Luego hay otros escenarios globales que muestran una extraordinaria fragilidad. Taiwán, la crisis climática y alimentaria, el incremento exponencial de las desigualdades... La inflación y los especuladores no van a parar y todos, salvo algunos, nos empobreceremos más. La guerra es la causa principal de ello.

Las democracias funcionan adecuadamente en tiempos de estabilidad. Lo saben bien quienes desean acabar con ellas. Cuando la ciudadanía ve peligrar sus condiciones de vida acepta cualquier ideología que anteponga el pragmatismo, aunque sea falso, al respeto a los derechos individuales y colectivos.

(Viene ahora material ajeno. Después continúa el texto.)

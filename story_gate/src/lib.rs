#![warn(clippy::pedantic)]
#![allow(clippy::must_use_candidate)]
//! ** Story Gate **
//!
//! Condition algebra used to gate dialogue options, scene transitions and achievements
//! on the current state of a branching story.
//!
//! Leaves (`Flag`, `NumericCondition`) hold shared, externally mutated state; combinators
//! (`Conjunction`, `Disjunction`, `ExclusiveDisjunction`) and `Condition::Not` are fixed at
//! construction and simply re-evaluate their children on every query.

pub const STORY_GATE_VERSION: &str = env!("CARGO_PKG_VERSION");

// Core modules
pub mod comparison;
pub mod condition;
pub mod counter;
pub mod error;
pub mod flag;
pub mod state;

// Re-exports for convenience
pub use comparison::Comparison;
pub use condition::{
    Condition, Predicate, all, any,
    combinator::{Conjunction, Disjunction, ExclusiveDisjunction},
    numeric::NumericCondition,
};
pub use counter::Counter;
pub use error::{ConfigurationError, StateError};
pub use flag::Flag;
pub use state::{StateDef, StoryState};
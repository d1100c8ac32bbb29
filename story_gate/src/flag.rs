//! Flag -- the literal leaf of the condition algebra.
//!
//! Bridges imperative game-state changes ("the player opened the box") and the
//! declarative condition trees built at story-definition time.

use std::cell::Cell;
use std::fmt;
use std::rc::Rc;

use log::trace;

use crate::condition::Predicate;

/// Shared handle to a mutable boolean. Clones observe each other's writes.
#[derive(Clone, Default)]
pub struct Flag(Rc<Cell<bool>>);

impl Flag {
    /// Create a new flag with the given initial value.
    pub fn new(value: bool) -> Flag {
        Flag(Rc::new(Cell::new(value)))
    }

    pub fn get(&self) -> bool {
        self.0.get()
    }

    /// Overwrite the stored value. This is the only way a flag changes.
    pub fn set(&self, value: bool) {
        trace!("flag set: {} -> {value}", self.0.get());
        self.0.set(value);
    }

    /// Shorthand for `set(true)`.
    pub fn raise(&self) {
        self.set(true);
    }

    /// Shorthand for `set(false)`.
    pub fn clear(&self) {
        self.set(false);
    }

    /// True if both handles refer to the same underlying cell.
    pub fn shares_cell_with(&self, other: &Flag) -> bool {
        Rc::ptr_eq(&self.0, &other.0)
    }
}

impl Predicate for Flag {
    fn evaluate(&self) -> bool {
        self.get()
    }
}

impl From<bool> for Flag {
    fn from(value: bool) -> Self {
        Flag::new(value)
    }
}

impl fmt::Debug for Flag {
    fn fmt(&self, f: &mut fmt::Formatter<'_>) -> fmt::Result {
        f.debug_tuple("Flag").field(&self.get()).finish()
    }
}

impl fmt::Display for Flag {
    fn fmt(&self, f: &mut fmt::Formatter<'_>) -> fmt::Result {
        write!(f, "{}", self.get())
    }
}
//! Comparison operators used by `NumericCondition`.
//!
//! Story scripts encode a comparison compactly as the sign of an integer (negative = less
//! than, zero = equal, positive = greater than). `Comparison::from_sign` keeps that encoding
//! available while the rest of the crate works with the explicit enum.

use std::cmp::Ordering;
use std::fmt;
use std::str::FromStr;

use serde::{Deserialize, Serialize};

use crate::error::ConfigurationError;

/// How a counter's live value is compared against a fixed target.
#[derive(Debug, Copy, Clone, Default, PartialEq, Eq, Hash, Serialize, Deserialize)]
#[serde(rename_all = "camelCase")]
pub enum Comparison {
    LessThan,
    #[default]
    Equal,
    GreaterThan,
}

impl Comparison {
    /// Select an operator from the sign of `sign`.
    ///
    /// Only the sign matters: `-5` and `-1` both give `LessThan`.
    pub fn from_sign(sign: i64) -> Comparison {
        Comparison::from(sign.cmp(&0))
    }

    /// The ordering `lhs` must have relative to `rhs` for this comparison to hold.
    pub fn ordering(self) -> Ordering {
        match self {
            Comparison::LessThan => Ordering::Less,
            Comparison::Equal => Ordering::Equal,
            Comparison::GreaterThan => Ordering::Greater,
        }
    }

    /// Returns true if `lhs <op> rhs`.
    pub fn holds(self, lhs: i64, rhs: i64) -> bool {
        lhs.cmp(&rhs) == self.ordering()
    }

    pub fn symbol(self) -> &'static str {
        match self {
            Comparison::LessThan => "<",
            Comparison::Equal => "==",
            Comparison::GreaterThan => ">",
        }
    }
}

impl From<Ordering> for Comparison {
    fn from(ordering: Ordering) -> Self {
        match ordering {
            Ordering::Less => Comparison::LessThan,
            Ordering::Equal => Comparison::Equal,
            Ordering::Greater => Comparison::GreaterThan,
        }
    }
}

impl FromStr for Comparison {
    type Err = ConfigurationError;

    fn from_str(s: &str) -> Result<Self, Self::Err> {
        match s.trim().to_ascii_lowercase().as_str() {
            "<" | "lt" => Ok(Comparison::LessThan),
            "=" | "==" | "eq" => Ok(Comparison::Equal),
            ">" | "gt" => Ok(Comparison::GreaterThan),
            _ => Err(ConfigurationError::UnknownComparison(s.to_string())),
        }
    }
}

impl fmt::Display for Comparison {
    fn fmt(&self, f: &mut fmt::Formatter<'_>) -> fmt::Result {
        f.write_str(self.symbol())
    }
}
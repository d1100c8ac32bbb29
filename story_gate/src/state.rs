//! Story state registry.
//!
//! The game-state layer names its flags and counters here and hands the shared handles to
//! whatever builds the condition trees. Writes made through the registry (or through any
//! handle it gave out) are visible to every condition built over that handle.
//!
//! `StateDef` is the plain-data form of a registry's values. It serves as both the initial
//! configuration and the save snapshot; reading or writing it to disk is left to the caller.

use std::collections::BTreeMap;

use log::{debug, info, warn};
use serde::{Deserialize, Serialize};

use crate::counter::Counter;
use crate::error::StateError;
use crate::flag::Flag;

/// Named flag and counter values, in serializable form.
#[derive(Debug, Clone, Default, PartialEq, Eq, Serialize, Deserialize)]
pub struct StateDef {
    #[serde(default)]
    pub flags: BTreeMap<String, bool>,
    #[serde(default)]
    pub counters: BTreeMap<String, i64>,
}

/// Registry mapping names to shared `Flag` and `Counter` handles.
#[derive(Debug, Default)]
pub struct StoryState {
    flags: BTreeMap<String, Flag>,
    counters: BTreeMap<String, Counter>,
}

impl StoryState {
    pub fn new() -> StoryState {
        StoryState::default()
    }

    /// Build a registry with one handle per entry in `def`.
    pub fn from_def(def: &StateDef) -> StoryState {
        let flags = def
            .flags
            .iter()
            .map(|(name, value)| (name.clone(), Flag::new(*value)))
            .collect();
        let counters = def
            .counters
            .iter()
            .map(|(name, value)| (name.clone(), Counter::new(*value)))
            .collect();
        info!(
            "story state loaded: {} flags, {} counters",
            def.flags.len(),
            def.counters.len()
        );
        StoryState { flags, counters }
    }

    /// Register a new flag and return its handle.
    ///
    /// # Errors
    /// - `StateError::NameInUse` if a flag with this name already exists
    pub fn define_flag(&mut self, name: &str, initial: bool) -> Result<Flag, StateError> {
        if self.flags.contains_key(name) {
            return Err(StateError::NameInUse {
                kind: "flag",
                name: name.to_string(),
            });
        }
        let flag = Flag::new(initial);
        self.flags.insert(name.to_string(), flag.clone());
        info!("flag '{name}' defined (initial = {initial})");
        Ok(flag)
    }

    /// Register a new counter and return its handle.
    ///
    /// # Errors
    /// - `StateError::NameInUse` if a counter with this name already exists
    pub fn define_counter(&mut self, name: &str, initial: i64) -> Result<Counter, StateError> {
        if self.counters.contains_key(name) {
            return Err(StateError::NameInUse {
                kind: "counter",
                name: name.to_string(),
            });
        }
        let counter = Counter::new(initial);
        self.counters.insert(name.to_string(), counter.clone());
        info!("counter '{name}' defined (initial = {initial})");
        Ok(counter)
    }

    /// Shared handle to a named flag.
    ///
    /// # Errors
    /// - `StateError::UnknownFlag` if no flag has that name
    pub fn flag(&self, name: &str) -> Result<Flag, StateError> {
        self.flags
            .get(name)
            .cloned()
            .ok_or_else(|| StateError::UnknownFlag(name.to_string()))
    }

    /// Shared handle to a named counter.
    ///
    /// # Errors
    /// - `StateError::UnknownCounter` if no counter has that name
    pub fn counter(&self, name: &str) -> Result<Counter, StateError> {
        self.counters
            .get(name)
            .cloned()
            .ok_or_else(|| StateError::UnknownCounter(name.to_string()))
    }

    /// Write through to a named flag.
    ///
    /// # Errors
    /// - `StateError::UnknownFlag` if no flag has that name
    pub fn set_flag(&self, name: &str, value: bool) -> Result<(), StateError> {
        let flag = self.flags.get(name).ok_or_else(|| StateError::UnknownFlag(name.to_string()))?;
        debug!("flag '{name}' set to {value}");
        flag.set(value);
        Ok(())
    }

    /// Add `delta` (which may be negative) to a named counter and return the new value.
    ///
    /// # Errors
    /// - `StateError::UnknownCounter` if no counter has that name
    pub fn adjust_counter(&self, name: &str, delta: i64) -> Result<i64, StateError> {
        let counter = self
            .counters
            .get(name)
            .ok_or_else(|| StateError::UnknownCounter(name.to_string()))?;
        counter.add(delta);
        debug!("counter '{name}' adjusted by {delta} (now {})", counter.get());
        Ok(counter.get())
    }

    pub fn flag_names(&self) -> impl Iterator<Item = &str> {
        self.flags.keys().map(String::as_str)
    }

    pub fn counter_names(&self) -> impl Iterator<Item = &str> {
        self.counters.keys().map(String::as_str)
    }

    /// Capture the current value of every flag and counter.
    pub fn snapshot(&self) -> StateDef {
        StateDef {
            flags: self.flags.iter().map(|(name, f)| (name.clone(), f.get())).collect(),
            counters: self.counters.iter().map(|(name, c)| (name.clone(), c.get())).collect(),
        }
    }

    /// Write the values in `def` through the existing handles.
    ///
    /// Every name is checked before anything is written, so a failed restore leaves the
    /// registry untouched. Names present here but absent from `def` keep their values.
    ///
    /// # Errors
    /// - `StateError::UnknownFlag` / `StateError::UnknownCounter` for names never defined here
    pub fn restore(&self, def: &StateDef) -> Result<(), StateError> {
        if let Some(name) = def.flags.keys().find(|name| !self.flags.contains_key(*name)) {
            warn!("restore rejected: snapshot names undefined flag '{name}'");
            return Err(StateError::UnknownFlag(name.clone()));
        }
        if let Some(name) = def.counters.keys().find(|name| !self.counters.contains_key(*name)) {
            warn!("restore rejected: snapshot names undefined counter '{name}'");
            return Err(StateError::UnknownCounter(name.clone()));
        }

        for (name, value) in &def.flags {
            if let Some(flag) = self.flags.get(name) {
                flag.set(*value);
            }
        }
        for (name, value) in &def.counters {
            if let Some(counter) = self.counters.get(name) {
                counter.set(*value);
            }
        }
        info!(
            "story state restored: {} flags, {} counters",
            def.flags.len(),
            def.counters.len()
        );
        Ok(())
    }
}
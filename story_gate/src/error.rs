//! Error types for condition construction and the state registry.
//!
//! Evaluating a condition never fails; errors only arise while building conditions
//! from loosely typed input or while looking up named state.

use thiserror::Error;

/// Invalid input supplied while configuring a condition.
#[derive(Debug, Clone, PartialEq, Eq, Error)]
pub enum ConfigurationError {
    #[error("unknown comparison operator '{0}' (expected one of <, =, ==, >, lt, eq, gt)")]
    UnknownComparison(String),
}

/// Failed lookups or conflicting definitions in a `StoryState` registry.
#[derive(Debug, Clone, PartialEq, Eq, Error)]
pub enum StateError {
    #[error("no flag named '{0}' has been defined")]
    UnknownFlag(String),
    #[error("no counter named '{0}' has been defined")]
    UnknownCounter(String),
    #[error("a {kind} named '{name}' is already defined")]
    NameInUse { kind: &'static str, name: String },
}
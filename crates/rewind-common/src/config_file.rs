//! Configuration file structures for rewind.
//!
//! This module defines the TOML configuration file loaded by the CLI:
//! - [`ConfigFile`]: Top-level configuration file structure
//! - [`LoggingConfig`]: Log filter and output format

use std::path::Path;

use serde::{Deserialize, Serialize};

use crate::RuntimeConfig;

/// Top-level configuration file structure.
///
/// # Example
///
/// ```toml
/// [runtime.engine]
/// pooling_allocator = false
///
/// [runtime.execution]
/// max_fuel = 10_000_000
/// segment_timeout_ticks = 100
///
/// [runtime.asyncify]
/// default_data_addr = 16
/// default_save_area_end = 1024
///
/// [runtime.host]
/// timers_enabled = true
/// max_sleep_ms = 5000
///
/// [logging]
/// filter = "info,rewind=debug"
/// json = false
/// ```
#[derive(Debug, Clone, Default, Deserialize, Serialize)]
pub struct ConfigFile {
    /// Runtime configuration (engine, execution, asyncify, host).
    #[serde(default)]
    pub runtime: RuntimeConfig,

    /// Logging configuration.
    #[serde(default)]
    pub logging: LoggingConfig,
}

impl ConfigFile {
    /// Load configuration from a TOML file.
    ///
    /// # Errors
    ///
    /// Returns an error if the file cannot be read or parsed.
    pub fn from_file(path: impl AsRef<Path>) -> Result<Self, ConfigFileError> {
        let content = std::fs::read_to_string(path.as_ref()).map_err(|e| ConfigFileError::Io {
            path: path.as_ref().display().to_string(),
            source: e,
        })?;

        Self::from_toml(&content)
    }

    /// Parse configuration from a TOML string.
    ///
    /// # Errors
    ///
    /// Returns an error if the string cannot be parsed as TOML.
    pub fn from_toml(content: &str) -> Result<Self, ConfigFileError> {
        toml::from_str(content).map_err(|e| ConfigFileError::Parse {
            message: e.to_string(),
        })
    }
}

/// Logging configuration from config file.
#[derive(Debug, Clone, Deserialize, Serialize)]
pub struct LoggingConfig {
    /// `EnvFilter` directive used when `RUST_LOG` is not set.
    #[serde(default = "defaults::filter")]
    pub filter: String,

    /// Emit JSON lines instead of human-readable output.
    #[serde(default)]
    pub json: bool,
}

impl Default for LoggingConfig {
    fn default() -> Self {
        Self {
            filter: defaults::filter(),
            json: false,
        }
    }
}

/// Configuration file errors.
#[derive(Debug, thiserror::Error)]
pub enum ConfigFileError {
    /// Failed to read configuration file.
    #[error("Failed to read config file '{path}': {source}")]
    Io {
        path: String,
        #[source]
        source: std::io::Error,
    },

    /// Failed to parse configuration file.
    #[error("Failed to parse config file: {message}")]
    Parse { message: String },
}

mod defaults {
    pub fn filter() -> String {
        "info,rewind=debug".to_string()
    }
}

Todos o casi todos se arrepintieron de las guerras del pasado siglo. Los alemanes por haber apoyado o callado tras un líder que les prometía el fin de los males de la primera guerra mundial. Los políticos ingleses y franceses por no haber sabido ver las consecuencias de la humillación de Versalles. No hay aquí espacio para más análisis de aquel horror, pero me pregunto: ¿para qué sirvieron tantos millones de muertos y tanto sufrimiento? Desde luego, no se arrepintieron quienes se enriquecieron con la guerra, pero tampoco los muertos que ya no tuvieron opción para ello.